Nrf2 knockdown by siRNA transfection

LUHMES cells seeded on PLO/FN coated 48-well microplates were left to differentiate for 5 days, before being transfected with 25 nM of NRF2-targeting (gene ID 4780) or negative control siRNA (siTOOLs Biotech, Planegg, Germany), in Opti-MEM + GlutaMax medium (Thermo Fisher Scientific) with 0.4% of lipofectamine RNAiMax. After 24 h, the medium was removed and replaced with glucose-reduced medium for the pharmacological treatments, similar as described in the previous sections. Cell viability was determined by calcein assay, after 48 h of treatment, as explained before.

Statistical analysis

Graphical representation and statistical analysis were carried out with Prism 9 software (GraphPad). All groups were checked for normal distribution using the D’Agostino & Pearson method.
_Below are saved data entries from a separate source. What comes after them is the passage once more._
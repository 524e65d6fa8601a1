use clap::{ArgAction, Parser, Subcommand};
use p4sync::DEFAULT_CHANGELIST;
use std::path::PathBuf;

#[derive(Parser, Debug)]
#[command(name = "p4sync")]
#[command(about = "Sync, unshelve and clean Perforce workspaces", long_about = None)]
#[command(version)]
pub struct Cli {
    /// Config file (default: <config dir>/p4sync/config.toml)
    #[arg(long, global = true, env = "P4SYNC_CONFIG")]
    pub config: Option<PathBuf>,

    /// Verbosity (-v debug, -vv trace). RUST_LOG takes precedence.
    #[arg(short, long, action = ArgAction::Count, global = true)]
    pub verbose: u8,

    #[command(subcommand)]
    pub command: Command,
}

#[derive(Subcommand, Debug)]
pub enum Command {
    /// Register the configured workspace and sync it
    Sync {
        /// File specs to sync (default: whole workspace)
        files: Vec<String>,

        /// Use the workspace as it exists on the server, without re-registering
        #[arg(long)]
        no_create: bool,

        /// Resync files the have-list reports as current (-f)
        #[arg(short, long)]
        force: bool,

        /// Preview only (-n)
        #[arg(short = 'n', long)]
        preview: bool,

        /// Parallel transfer threads, overrides [parallel].threads
        #[arg(long)]
        threads: Option<i64>,
    },

    /// Unshelve a changelist into the configured workspace
    Unshelve {
        /// Shelved changelist to restore
        #[arg(short, long)]
        source: i32,

        /// Target changelist (0 = default changelist, -1 = server default)
        #[arg(
            short = 'c',
            long,
            default_value_t = DEFAULT_CHANGELIST,
            allow_negative_numbers = true
        )]
        target: i32,

        /// Overwrite writable files (-f)
        #[arg(short, long)]
        force: bool,
    },

    /// Reconcile the workspace back to the depot's state
    Cleanup,

    /// Register the configured workspace on the server
    CreateWorkspace,

    /// Delete a workspace from the server
    DeleteWorkspace {
        /// Workspace name (default: the configured workspace)
        name: Option<String>,

        /// Delete even with opened files or another owner (-f)
        #[arg(short, long)]
        force: bool,
    },

    /// List recent submitted changelists
    Changes {
        /// Maximum number of changelists
        #[arg(short, long, default_value_t = 10)]
        max: i32,

        /// Print JSON instead of text
        #[arg(long)]
        json: bool,
    },
}

#[cfg(test)]
mod tests {
    use super::*;
    use clap::CommandFactory;

    #[test]
    fn test_cli_definition() {
        Cli::command().debug_assert();
    }

    #[test]
    fn test_parse_sync_with_files() {
        let cli = Cli::parse_from(["p4sync", "sync", "-f", "--threads", "4", "//depot/main/..."]);
        match cli.command {
            Command::Sync {
                files,
                force,
                threads,
                no_create,
                ..
            } => {
                assert_eq!(files, vec!["//depot/main/..."]);
                assert!(force);
                assert!(!no_create);
                assert_eq!(threads, Some(4));
            }
            other => panic!("unexpected command {:?}", other),
        }
    }

    #[test]
    fn test_parse_unshelve_negative_target() {
        let cli = Cli::parse_from(["p4sync", "unshelve", "-s", "1234", "-c", "-1"]);
        match cli.command {
            Command::Unshelve { source, target, .. } => {
                assert_eq!(source, 1234);
                assert_eq!(target, -1);
            }
            other => panic!("unexpected command {:?}", other),
        }
    }

    #[test]
    fn test_unshelve_target_defaults_to_default_changelist() {
        let cli = Cli::parse_from(["p4sync", "unshelve", "--source", "9"]);
        assert!(matches!(
            cli.command,
            Command::Unshelve { target: DEFAULT_CHANGELIST, .. }
        ));
    }
}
Multiple comparisons between normally distributed data sets were done by one-way ANOVA or two-way ANOVA with Dunnett’s, Sidak’s or Tukey’s post hoc test. Groups without normal distribution were analyzed by non-parametric Kruskal–Wallis test or Brown-Forsythe and Welch ANOVA test with Dunnett´s T3 post hoc. The alpha value for all statistical tests was 0.05. A p-value < 0.05 was considered statistically significant. The specific statistical test used to generate each p-value is given in the respective figure caption.